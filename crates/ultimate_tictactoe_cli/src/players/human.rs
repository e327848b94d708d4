//! Player reading commands from a line-oriented input.

use super::{Command, Player};
use anyhow::{Context, Result};
use std::io::{BufRead, Write};
use tracing::{debug, instrument};
use ultimate_tictactoe::GameController;

/// A person typing commands, one per line.
///
/// Unreadable lines are reported on `output` and asked again; end of
/// input counts as `quit`.
pub struct HumanPlayer<R, W> {
    name: String,
    input: R,
    output: W,
}

impl<R: BufRead, W: Write> HumanPlayer<R, W> {
    /// Creates a human player over the given input and prompt output.
    pub fn new(name: impl Into<String>, input: R, output: W) -> Self {
        Self {
            name: name.into(),
            input,
            output,
        }
    }
}

impl<R: BufRead, W: Write> Player for HumanPlayer<R, W> {
    #[instrument(skip_all, fields(player = %self.name))]
    fn next_command(&mut self, game: &GameController) -> Result<Command> {
        loop {
            write!(self.output, "{} ({})> ", self.name, game.current_player())?;
            self.output.flush()?;

            let mut line = String::new();
            let read = self
                .input
                .read_line(&mut line)
                .context("Failed to read command")?;
            if read == 0 {
                debug!("End of input");
                return Ok(Command::Quit);
            }

            match line.parse::<Command>() {
                Ok(command) => return Ok(command),
                Err(e) => writeln!(self.output, "{}", e)?,
            }
        }
    }

    fn name(&self) -> &str {
        &self.name
    }
}

#[cfg(test)]
mod tests {
    use super::*;
    use std::io::Cursor;
    use ultimate_tictactoe::Position;

    #[test]
    fn test_reads_commands_in_order() {
        let input = Cursor::new("4,4\nreset\n");
        let mut player = HumanPlayer::new("alice", input, Vec::new());
        let game = GameController::new();

        assert_eq!(
            player.next_command(&game).unwrap(),
            Command::Move(Position::new(4, 4).unwrap())
        );
        assert_eq!(player.next_command(&game).unwrap(), Command::Reset);
        assert_eq!(player.next_command(&game).unwrap(), Command::Quit);
    }

    #[test]
    fn test_reprompts_after_bad_line() {
        let input = Cursor::new("nonsense\n0,0\n");
        let mut output = Vec::new();
        {
            let mut player = HumanPlayer::new("bob", input, &mut output);
            let game = GameController::new();
            assert_eq!(
                player.next_command(&game).unwrap(),
                Command::Move(Position::new(0, 0).unwrap())
            );
        }

        let printed = String::from_utf8(output).unwrap();
        assert_eq!(printed.matches("bob (X)> ").count(), 2);
        assert!(printed.contains("Cannot read a position"));
    }
}
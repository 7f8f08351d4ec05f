use std::fmt::Debug;

use crate::element::MatrixElement;
use crate::error::Result;
use crate::shape::Shape;

/// Storage strategy of a matrix implementation.
///
/// Addition never branches on this; it exists so callers (and tests) can
/// observe which strategy produced a result.
#[derive(Debug, Clone, Copy, PartialEq, Eq)]
pub enum StorageKind {
    /// Heap-allocated buffer, shape chosen at runtime.
    Dense,
    /// Inline storage, shape fixed by the type.
    Static,
}

/// Owned, strategy-erased matrix, as returned by [`Matrix::add`].
pub type BoxedMatrix<T> = Box<dyn Matrix<Value = T>>;

/// Generic trait representing a matrix value.
/// Implementations choose their own storage strategy; callers program
/// against this interface alone.
pub trait Matrix: Debug {
    /// The underlying numeric type of the matrix elements (e.g., f64, i32).
    type Value: MatrixElement;

    /// Returns the dimensions of the matrix as (rows, columns).
    fn dims(&self) -> (usize, usize);

    /// Returns the number of rows.
    fn rows(&self) -> usize {
        self.dims().0
    }

    /// Returns the number of columns.
    fn cols(&self) -> usize {
        self.dims().1
    }

    /// Checks if the matrix is square.
    fn is_square(&self) -> bool {
        let (rows, cols) = self.dims();
        rows == cols
    }

    /// Returns the dimensions as a [`Shape`].
    fn shape(&self) -> Shape {
        let (rows, cols) = self.dims();
        Shape::new(rows, cols)
    }

    /// Returns the storage strategy of this implementation.
    fn storage(&self) -> StorageKind;

    /// Returns the element at (row, col).
    ///
    /// # Panics
    /// Panics if (row, col) lies outside the matrix shape.
    fn get(&self, row: usize, col: usize) -> Self::Value;

    /// Stores `value` at (row, col).
    ///
    /// # Panics
    /// Panics if (row, col) lies outside the matrix shape.
    fn set(&mut self, row: usize, col: usize, value: Self::Value);

    /// Element-wise addition against any equally shaped matrix.
    ///
    /// The result uses the storage strategy of `self`, regardless of the
    /// strategy of `other`. Shape mismatch is the only failure and yields
    /// no result.
    fn add(&self, other: &dyn Matrix<Value = Self::Value>) -> Result<BoxedMatrix<Self::Value>>;

    /// Renders the matrix as one `| a | b |` line per row.
    ///
    /// Built entirely on `get` and `dims`, so every implementation
    /// inherits it.
    fn render(&self) -> Vec<String> {
        let (rows, cols) = self.dims();
        let mut lines = Vec::with_capacity(rows);
        for row in 0..rows {
            let mut line = String::from("|");
            for col in 0..cols {
                line.push(' ');
                line.push_str(&self.get(row, col).render_cell());
                line.push_str(" |");
            }
            lines.push(line);
        }
        lines
    }
}
use std::io::BufRead;
use std::str::FromStr;

use linal_core::{DenseMatrix, Matrix, MatrixElement};

use crate::error::{LinalIoError, Result};

/// Fills `matrix` from whitespace-separated tokens in row-major order.
///
/// Exactly `rows * cols` tokens are consumed; input past that point is
/// ignored. Values are stored through the capability interface, so any
/// matrix implementation can be loaded this way.
pub fn fill_from_tokens<T, R>(matrix: &mut dyn Matrix<Value = T>, reader: R) -> Result<()>
where
    T: MatrixElement + FromStr,
    R: BufRead,
{
    let (rows, cols) = matrix.dims();
    let expected = rows * cols;
    let mut filled = 0;

    for line in reader.lines() {
        let line = line?;
        for token in line.split_whitespace() {
            if filled == expected {
                log::debug!("Ignoring input past the first {} tokens", expected);
                return Ok(());
            }
            let row = filled / cols;
            let col = filled % cols;
            let value = token.parse::<T>().map_err(|_| LinalIoError::Parse {
                row,
                col,
                token: token.to_string(),
            })?;
            matrix.set(row, col, value);
            filled += 1;
        }
    }

    if filled != expected {
        return Err(LinalIoError::UnexpectedEof {
            expected,
            found: filled,
        });
    }
    log::debug!("Loaded {} values into a {}x{} matrix", filled, rows, cols);
    Ok(())
}

/// Reads a freshly allocated `rows x cols` heap-backed matrix from
/// whitespace-separated tokens.
pub fn read_dense<T, R>(rows: usize, cols: usize, reader: R) -> Result<DenseMatrix<T>>
where
    T: MatrixElement + FromStr,
    R: BufRead,
{
    let mut matrix = DenseMatrix::zeros(rows, cols);
    fill_from_tokens(&mut matrix, reader)?;
    Ok(matrix)
}
use thiserror::Error;

use crate::shape::Shape;

pub type Result<T> = core::result::Result<T, LinalCoreError>;

#[derive(Error, Debug)]
pub enum LinalCoreError {
    #[error("Invalid matrix dimensions: {0}")]
    InvalidDimensions(String),

    #[error("Incompatible shapes for addition: {left} vs {right}")]
    ShapeMismatch { left: Shape, right: Shape },
}
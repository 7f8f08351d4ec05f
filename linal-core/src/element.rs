use std::fmt::Debug;

use num_traits::Zero;

/// Element contract shared by every matrix type.
///
/// `Zero` supplies the additive identity used for zero-initialized storage
/// together with the `Add` implementation the addition protocol relies on.
/// The `'static` bound keeps boxed addition results free of borrows.
pub trait MatrixElement: Copy + Debug + PartialEq + Zero + 'static {
    /// Formats one element for grid rendering.
    fn render_cell(&self) -> String;
}

// Integer elements render in their natural decimal form.
macro_rules! impl_int_element {
    ($($t:ty),*) => {
        $(
            impl MatrixElement for $t {
                fn render_cell(&self) -> String {
                    self.to_string()
                }
            }
        )*
    };
}

// Float elements render with fixed one-digit precision, e.g. "2.0", "5.5".
macro_rules! impl_float_element {
    ($($t:ty),*) => {
        $(
            impl MatrixElement for $t {
                fn render_cell(&self) -> String {
                    format!("{:.1}", self)
                }
            }
        )*
    };
}

impl_int_element!(i32, i64, u32, u64);
impl_float_element!(f32, f64);

#[cfg(test)]
mod tests {
    use crate::MatrixElement;

    #[test]
    fn test_int_render_cell() {
        assert_eq!(7_i32.render_cell(), "7");
        assert_eq!((-3_i64).render_cell(), "-3");
        assert_eq!(42_u64.render_cell(), "42");
    }

    #[test]
    fn test_float_render_cell_fixed_precision() {
        assert_eq!(1.5_f64.render_cell(), "1.5");
        assert_eq!(2.0_f32.render_cell(), "2.0");
        assert_eq!(5.55_f64.render_cell(), "5.5");
        assert_eq!(0.0_f64.render_cell(), "0.0");
    }
}
use std::fmt;

use serde::{Deserialize, Serialize};

use crate::error::{LinalCoreError, Result};

/// Row and column extent of a matrix.
///
/// Fixed when the owning matrix is constructed; there is no reshape
/// operation. Degenerate shapes (0x0, 0xN, Nx0) are valid and address
/// zero elements.
#[derive(Debug, Clone, Copy, PartialEq, Eq, Hash, Serialize, Deserialize)]
pub struct Shape {
    pub rows: usize,
    pub cols: usize,
}

impl Shape {
    pub fn new(rows: usize, cols: usize) -> Self {
        Shape { rows, cols }
    }

    /// Returns the number of addressable elements.
    pub fn len(&self) -> usize {
        self.rows * self.cols
    }

    pub fn is_empty(&self) -> bool {
        self.len() == 0
    }

    /// Checks whether (row, col) addresses an element of this shape.
    pub fn contains(&self, row: usize, col: usize) -> bool {
        row < self.rows && col < self.cols
    }

    /// Returns the row-major offset of (row, col).
    pub fn index_of(&self, row: usize, col: usize) -> usize {
        row * self.cols + col
    }

    /// Validates that `other` equals this shape.
    ///
    /// Addition is defined only between equally shaped operands. The check
    /// compares shapes alone, never the operands' storage strategies.
    pub fn ensure_matches(&self, other: Shape) -> Result<Shape> {
        if *self == other {
            Ok(*self)
        } else {
            log::warn!("Incompatible shapes for addition: {} vs {}", self, other);
            Err(LinalCoreError::ShapeMismatch {
                left: *self,
                right: other,
            })
        }
    }
}

impl fmt::Display for Shape {
    fn fmt(&self, f: &mut fmt::Formatter<'_>) -> fmt::Result {
        write!(f, "{}x{}", self.rows, self.cols)
    }
}
use std::error::Error;
use std::io::Cursor;
use std::mem;

use linal_core::{BoxedMatrix, DenseMatrix, Matrix, StaticMatrix};
use linal_io::{read_dense, table_to_string};

fn main() -> Result<(), Box<dyn Error>> {
    env_logger::Builder::from_env(env_logger::Env::default().default_filter_or("info")).init();

    section("Heap-backed matrices (float)");
    let a = DenseMatrix::new(3, 2, vec![1.5, 2.0, 0.0, 1.0, 4.5, 3.0])?;
    // The second operand arrives through the stream reader
    let b = read_dense::<f64, _>(3, 2, Cursor::new(&b"0.5 1.0\n2.0 3.0\n1.0 1.0"[..]))?;
    println!("A =");
    print!("{}", table_to_string(&a));
    println!("B =");
    print!("{}", table_to_string(&b));
    let sum = a.checked_add(&b)?;
    println!("A + B =");
    print!("{}", table_to_string(&sum));

    section("Heap-backed matrices (integer)");
    let x = DenseMatrix::new(2, 3, vec![1, 2, 3, 4, 5, 6])?;
    let y = DenseMatrix::new(2, 3, vec![6, 5, 4, 3, 2, 1])?;
    let z = x.checked_add(&y)?;
    println!("X + Y =");
    print!("{}", table_to_string(&z));

    section("Mixed storage strategies");
    let s = StaticMatrix::from_rows([[1, 2], [3, 4]]);
    let d = DenseMatrix::new(2, 2, vec![4, 3, 2, 1])?;
    let static_first: BoxedMatrix<i32> = s.add(&d)?;
    let dense_first: BoxedMatrix<i32> = d.add(&s)?;
    println!("S + D is a {:?} result:", static_first.storage());
    print!("{}", table_to_string(static_first.as_ref()));
    println!("D + S is a {:?} result with the same values:", dense_first.storage());
    print!("{}", table_to_string(dense_first.as_ref()));

    section("Shape mismatch");
    let tall = DenseMatrix::<i32>::zeros(3, 2);
    let wide = DenseMatrix::<i32>::zeros(2, 3);
    match tall.add(&wide) {
        Ok(_) => println!("Unexpected result"),
        Err(err) => println!("Rejected: {err}"),
    }

    section("Ownership transfer");
    let mut source = DenseMatrix::new(2, 2, vec![9, 8, 7, 6])?;
    let moved = mem::take(&mut source);
    println!("Moved-from matrix reports {:?}", source.dims());
    println!("Moved-to matrix keeps the values:");
    print!("{}", table_to_string(&moved));
    drop(moved);
    drop(source);
    log::info!("All matrices released");

    Ok(())
}

fn section(title: &str) {
    println!("\n>> {title} <<\n");
}
//! # Linal IO Library
//!
//! Text-stream entry and table output for matrix values, built only on the
//! capability interface exported by `linal-core`.

pub mod error;
pub mod reader;
pub mod writer;

pub use error::{LinalIoError, Result};
pub use reader::{fill_from_tokens, read_dense};
pub use writer::{table_to_string, write_table};
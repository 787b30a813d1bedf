//! Telemetry readings and the line-oriented input format
//!
//! Each input line is one JSON document:
//! - a single reading: `{"channel": "pv.power", "value": 12.5}`
//! - one logging cycle: `[{"channel": ...}, {"channel": ...}]`
//! - a channel write for a driver:
//!   `{"write": {"driver": "plc", "channel": "setpoint", "value": 3.0}}`

use serde::{Deserialize, Serialize};

use crate::error::{NetsrvError, Result};

/// One channel value at one point in time
#[derive(Debug, Clone, PartialEq, Serialize, Deserialize)]
pub struct Reading {
    pub channel: String,
    pub value: f64,
    /// Unix time in milliseconds; filled in on parse when absent
    #[serde(default)]
    pub timestamp: Option<i64>,
}

impl Reading {
    pub fn new(channel: impl Into<String>, value: f64) -> Self {
        Self {
            channel: channel.into(),
            value,
            timestamp: Some(chrono::Utc::now().timestamp_millis()),
        }
    }

    pub fn at(channel: impl Into<String>, value: f64, timestamp: i64) -> Self {
        Self {
            channel: channel.into(),
            value,
            timestamp: Some(timestamp),
        }
    }

    fn stamp(&mut self, now: i64) {
        if self.timestamp.is_none() {
            self.timestamp = Some(now);
        }
    }
}

/// A value written to a driver channel
#[derive(Debug, Clone, PartialEq, Deserialize)]
pub struct ChannelWrite {
    pub driver: String,
    pub channel: String,
    pub value: f64,
}

#[derive(Debug, Deserialize)]
#[serde(untagged)]
enum RawLine {
    Write { write: ChannelWrite },
    Cycle(Vec<Reading>),
    Single(Reading),
}

/// A parsed input line
#[derive(Debug, Clone, PartialEq)]
pub enum InputLine {
    /// Readings of one logging cycle
    Cycle(Vec<Reading>),
    Write(ChannelWrite),
}

impl InputLine {
    /// Parse one line. Readings without a timestamp get the current time.
    pub fn parse(line: &str) -> Result<Self> {
        let raw: RawLine = serde_json::from_str(line.trim())
            .map_err(|e| NetsrvError::InputError(e.to_string()))?;

        let now = chrono::Utc::now().timestamp_millis();
        Ok(match raw {
            RawLine::Write { write } => InputLine::Write(write),
            RawLine::Single(mut reading) => {
                reading.stamp(now);
                InputLine::Cycle(vec![reading])
            },
            RawLine::Cycle(mut readings) => {
                readings.iter_mut().for_each(|r| r.stamp(now));
                InputLine::Cycle(readings)
            },
        })
    }
}

#[cfg(test)]
#[allow(clippy::disallowed_methods)] // Test code - unwrap is acceptable
mod tests {
    use super::*;

    #[test]
    fn test_parse_single_reading() {
        let line = InputLine::parse(r#"{"channel": "pv.power", "value": 12.5, "timestamp": 1000}"#)
            .unwrap();
        assert_eq!(line, InputLine::Cycle(vec![Reading::at("pv.power", 12.5, 1000)]));
    }

    #[test]
    fn test_parse_cycle_fills_timestamps() {
        let line = InputLine::parse(
            r#"[{"channel": "a", "value": 1}, {"channel": "b", "value": 2, "timestamp": 5}]"#,
        )
        .unwrap();
        let InputLine::Cycle(readings) = line else {
            panic!("expected a cycle");
        };
        assert_eq!(readings.len(), 2);
        assert!(readings[0].timestamp.unwrap() > 5);
        assert_eq!(readings[1].timestamp, Some(5));
    }

    #[test]
    fn test_parse_write() {
        let line =
            InputLine::parse(r#"{"write": {"driver": "plc", "channel": "sp", "value": 3.0}}"#)
                .unwrap();
        assert_eq!(
            line,
            InputLine::Write(ChannelWrite {
                driver: "plc".to_string(),
                channel: "sp".to_string(),
                value: 3.0,
            })
        );
    }

    #[test]
    fn test_parse_rejects_garbage() {
        assert!(matches!(
            InputLine::parse("not json"),
            Err(NetsrvError::InputError(_))
        ));
        assert!(matches!(
            InputLine::parse(r#"{"value": 1}"#),
            Err(NetsrvError::InputError(_))
        ));
    }
}
impl MqttConnection {
    /// Create the client and start its event loop. Must be called within a
    /// tokio runtime. Returns immediately; the first connect happens in the
    /// background and is announced as a recovery event.
    pub fn connect(settings: &MqttSettings) -> Result<Arc<Self>, ConfigError> {
        settings.validate()?;

        let client_id = settings
            .client_id
            .clone()
            .unwrap_or_else(|| format!("netsrv-{}", uuid::Uuid::new_v4().simple()));
        let (client, eventloop) = AsyncClient::new(
            settings.options(&client_id)?,
            settings.request_channel_capacity,
        );

        let birth = settings.first_will_topic.clone().map(|topic| {
            let payload = settings.first_will_payload.clone().unwrap_or_default();
            (topic, Bytes::from(payload))
        });
        let shared = Arc::new(ConnectionShared {
            broker: format!("{}:{}", settings.host, settings.port),
            client,
            qos: settings.qos_level(),
            birth,
            farewell: settings.farewell(),
            state: Mutex::new(ConnectionState::Connecting),
            recovery: RecoverySignal::new(),
            closing: AtomicBool::new(false),
        });

        info!(
            broker = %shared.broker,
            client_id = %client_id,
            tls = settings.use_ssl,
            web_socket = settings.web_socket,
            "Connecting to MQTT broker"
        );
        let task = tokio::spawn(run_event_loop(
            Arc::clone(&shared),
            eventloop,
            settings.reconnect_policy(),
        ));

        Ok(Arc::new(Self {
            shared,
            client_id,
            task: Mutex::new(Some(task)),
        }))
    }

    pub fn client_id(&self) -> &str {
        &self.client_id
    }

    pub fn broker(&self) -> &str {
        &self.shared.broker
    }

    /// Send DISCONNECT and stop the event loop. With `last_will_always` the
    /// last will is published first.
    pub async fn disconnect(&self) {
        self.shared.publish_farewell();
        self.shared.closing.store(true, Ordering::Release);
        if let Err(e) = self.shared.client.try_disconnect() {
            debug!(broker = %self.shared.broker, error = %e, "Disconnect request not queued");
        }

        let task = self.task.lock().take();
        if let Some(mut task) = task {
            if tokio::time::timeout(Duration::from_secs(2), &mut task)
                .await
                .is_err()
            {
                task.abort();
            }
        }
        self.shared.set_state(ConnectionState::Disconnected);
        info!(broker = %self.shared.broker, "Disconnected from MQTT broker");
    }

    /// Stop the event loop without a clean DISCONNECT.
    pub fn abort(&self) {
        self.shared.closing.store(true, Ordering::Release);
        if let Some(task) = self.task.lock().take() {
            task.abort();
        }
        self.shared.set_state(ConnectionState::Disconnected);
    }
}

___

# [Action item]
Working from the listing above, pick out every line that has "other" and copy it.

# [Output for this task]
    /// strategy of `other`. Shape mismatch is the only failure and yields
    fn add(&self, other: &dyn Matrix<Value = Self::Value>) -> Result<BoxedMatrix<Self::Value>>;
    /// Validates that `other` equals this shape.
    pub fn ensure_matches(&self, other: Shape) -> Result<Shape> {
        if *self == other {
            log::warn!("Incompatible shapes for addition: {} vs {}", self, other);
                right: other,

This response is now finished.